[Collected data]
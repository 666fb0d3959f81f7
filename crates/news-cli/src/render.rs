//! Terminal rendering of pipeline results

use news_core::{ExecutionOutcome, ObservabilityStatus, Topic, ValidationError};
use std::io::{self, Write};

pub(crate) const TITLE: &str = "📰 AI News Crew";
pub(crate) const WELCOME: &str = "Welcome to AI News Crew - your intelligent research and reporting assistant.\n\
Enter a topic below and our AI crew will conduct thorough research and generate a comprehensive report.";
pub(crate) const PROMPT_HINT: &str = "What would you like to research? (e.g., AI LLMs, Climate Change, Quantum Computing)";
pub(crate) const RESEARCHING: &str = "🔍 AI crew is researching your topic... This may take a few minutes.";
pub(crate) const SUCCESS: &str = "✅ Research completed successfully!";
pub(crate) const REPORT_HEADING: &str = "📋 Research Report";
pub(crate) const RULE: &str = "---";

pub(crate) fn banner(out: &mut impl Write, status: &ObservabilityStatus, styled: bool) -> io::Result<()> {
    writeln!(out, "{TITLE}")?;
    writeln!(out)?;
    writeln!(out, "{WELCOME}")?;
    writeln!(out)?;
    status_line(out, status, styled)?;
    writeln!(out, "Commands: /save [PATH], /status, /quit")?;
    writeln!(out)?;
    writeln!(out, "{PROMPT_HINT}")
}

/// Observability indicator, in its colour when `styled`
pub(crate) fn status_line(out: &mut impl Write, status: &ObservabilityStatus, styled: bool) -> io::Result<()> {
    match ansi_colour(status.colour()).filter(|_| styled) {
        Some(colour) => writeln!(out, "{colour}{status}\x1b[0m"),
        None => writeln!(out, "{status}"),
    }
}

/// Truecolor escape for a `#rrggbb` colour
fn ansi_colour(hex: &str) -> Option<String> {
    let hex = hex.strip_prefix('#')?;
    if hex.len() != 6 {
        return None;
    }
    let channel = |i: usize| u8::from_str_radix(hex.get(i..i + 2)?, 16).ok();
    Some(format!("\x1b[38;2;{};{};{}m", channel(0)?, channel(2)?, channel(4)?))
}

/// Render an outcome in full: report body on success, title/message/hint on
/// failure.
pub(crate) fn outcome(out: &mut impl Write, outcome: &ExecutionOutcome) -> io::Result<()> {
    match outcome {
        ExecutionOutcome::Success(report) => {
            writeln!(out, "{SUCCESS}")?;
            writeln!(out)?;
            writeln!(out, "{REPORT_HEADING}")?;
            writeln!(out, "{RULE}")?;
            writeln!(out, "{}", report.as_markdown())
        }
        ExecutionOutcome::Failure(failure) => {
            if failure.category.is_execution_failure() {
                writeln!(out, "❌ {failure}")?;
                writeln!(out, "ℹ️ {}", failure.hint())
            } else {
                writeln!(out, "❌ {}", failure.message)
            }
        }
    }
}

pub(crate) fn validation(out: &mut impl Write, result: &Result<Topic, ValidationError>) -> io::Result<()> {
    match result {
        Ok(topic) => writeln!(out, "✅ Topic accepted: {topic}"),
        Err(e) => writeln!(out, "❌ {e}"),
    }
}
--
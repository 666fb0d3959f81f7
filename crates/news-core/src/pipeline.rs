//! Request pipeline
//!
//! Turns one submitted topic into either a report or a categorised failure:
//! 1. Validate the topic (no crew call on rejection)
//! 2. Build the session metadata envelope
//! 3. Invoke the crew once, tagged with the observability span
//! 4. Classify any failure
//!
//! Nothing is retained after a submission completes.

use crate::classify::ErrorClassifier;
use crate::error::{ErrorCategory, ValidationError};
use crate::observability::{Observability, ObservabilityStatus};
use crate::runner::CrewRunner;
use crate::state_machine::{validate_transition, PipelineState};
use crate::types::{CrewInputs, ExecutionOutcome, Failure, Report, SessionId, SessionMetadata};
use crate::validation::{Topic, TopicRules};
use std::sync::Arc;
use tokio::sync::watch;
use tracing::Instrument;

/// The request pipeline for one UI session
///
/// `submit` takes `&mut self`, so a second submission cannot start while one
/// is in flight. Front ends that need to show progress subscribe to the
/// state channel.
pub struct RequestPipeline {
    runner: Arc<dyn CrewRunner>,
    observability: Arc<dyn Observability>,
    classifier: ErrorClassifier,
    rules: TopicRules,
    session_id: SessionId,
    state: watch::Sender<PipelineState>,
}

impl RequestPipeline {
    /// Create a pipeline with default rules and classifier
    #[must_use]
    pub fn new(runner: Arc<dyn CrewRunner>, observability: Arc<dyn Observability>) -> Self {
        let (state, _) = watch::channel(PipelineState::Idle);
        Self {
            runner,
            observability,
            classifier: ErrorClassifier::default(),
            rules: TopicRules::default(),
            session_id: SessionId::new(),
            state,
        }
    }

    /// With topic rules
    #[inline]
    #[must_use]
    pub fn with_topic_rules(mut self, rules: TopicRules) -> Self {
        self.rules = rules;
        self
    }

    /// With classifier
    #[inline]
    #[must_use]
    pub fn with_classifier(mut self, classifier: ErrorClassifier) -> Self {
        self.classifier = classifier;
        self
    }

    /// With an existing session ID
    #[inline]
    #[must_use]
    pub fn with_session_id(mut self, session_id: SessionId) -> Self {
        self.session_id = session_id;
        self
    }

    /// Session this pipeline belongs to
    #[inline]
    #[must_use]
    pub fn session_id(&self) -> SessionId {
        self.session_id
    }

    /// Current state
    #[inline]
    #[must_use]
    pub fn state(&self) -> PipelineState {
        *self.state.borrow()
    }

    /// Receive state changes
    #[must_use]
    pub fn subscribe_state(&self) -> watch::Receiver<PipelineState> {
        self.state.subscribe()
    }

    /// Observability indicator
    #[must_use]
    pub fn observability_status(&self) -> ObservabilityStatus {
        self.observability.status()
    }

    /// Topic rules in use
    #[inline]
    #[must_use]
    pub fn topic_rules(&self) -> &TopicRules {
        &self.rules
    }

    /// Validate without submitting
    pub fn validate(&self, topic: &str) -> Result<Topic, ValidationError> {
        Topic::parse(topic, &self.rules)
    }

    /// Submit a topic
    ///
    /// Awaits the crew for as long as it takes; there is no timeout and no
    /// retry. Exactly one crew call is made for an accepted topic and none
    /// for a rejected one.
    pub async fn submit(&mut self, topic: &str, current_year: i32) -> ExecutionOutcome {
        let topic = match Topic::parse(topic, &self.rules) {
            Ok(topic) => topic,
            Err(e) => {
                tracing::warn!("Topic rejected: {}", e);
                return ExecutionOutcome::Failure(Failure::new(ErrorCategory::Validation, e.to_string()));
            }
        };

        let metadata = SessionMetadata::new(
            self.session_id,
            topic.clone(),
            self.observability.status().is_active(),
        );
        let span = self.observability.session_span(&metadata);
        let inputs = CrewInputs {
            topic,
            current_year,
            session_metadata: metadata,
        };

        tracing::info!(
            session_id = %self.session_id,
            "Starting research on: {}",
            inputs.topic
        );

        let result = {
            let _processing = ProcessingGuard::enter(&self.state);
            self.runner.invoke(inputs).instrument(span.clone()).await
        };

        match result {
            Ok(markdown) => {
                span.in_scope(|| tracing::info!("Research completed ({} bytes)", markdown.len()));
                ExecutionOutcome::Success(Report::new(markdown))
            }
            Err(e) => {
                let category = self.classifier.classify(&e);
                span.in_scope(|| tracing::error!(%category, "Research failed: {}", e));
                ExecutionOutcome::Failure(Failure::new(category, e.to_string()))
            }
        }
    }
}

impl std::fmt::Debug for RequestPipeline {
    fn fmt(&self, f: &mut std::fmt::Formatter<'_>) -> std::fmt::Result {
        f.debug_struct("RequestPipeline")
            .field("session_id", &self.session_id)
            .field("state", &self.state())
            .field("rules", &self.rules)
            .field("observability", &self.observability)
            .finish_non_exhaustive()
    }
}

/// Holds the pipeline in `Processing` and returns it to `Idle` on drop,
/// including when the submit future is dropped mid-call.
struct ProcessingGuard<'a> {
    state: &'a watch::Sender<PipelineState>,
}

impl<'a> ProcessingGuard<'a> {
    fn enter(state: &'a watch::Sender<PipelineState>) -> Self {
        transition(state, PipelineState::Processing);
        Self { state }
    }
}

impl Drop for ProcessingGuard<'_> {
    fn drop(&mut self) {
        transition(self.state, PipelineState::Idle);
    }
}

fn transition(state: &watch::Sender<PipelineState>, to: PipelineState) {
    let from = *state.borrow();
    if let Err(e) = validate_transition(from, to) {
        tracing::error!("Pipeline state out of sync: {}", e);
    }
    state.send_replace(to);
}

[Work instructions] Please copy every line from the entries that includes the word "bool".

[Problem solution]
pub(crate) fn banner(out: &mut impl Write, status: &ObservabilityStatus, styled: bool) -> io::Result<()> {
pub(crate) fn status_line(out: &mut impl Write, status: &ObservabilityStatus, styled: bool) -> io::Result<()> {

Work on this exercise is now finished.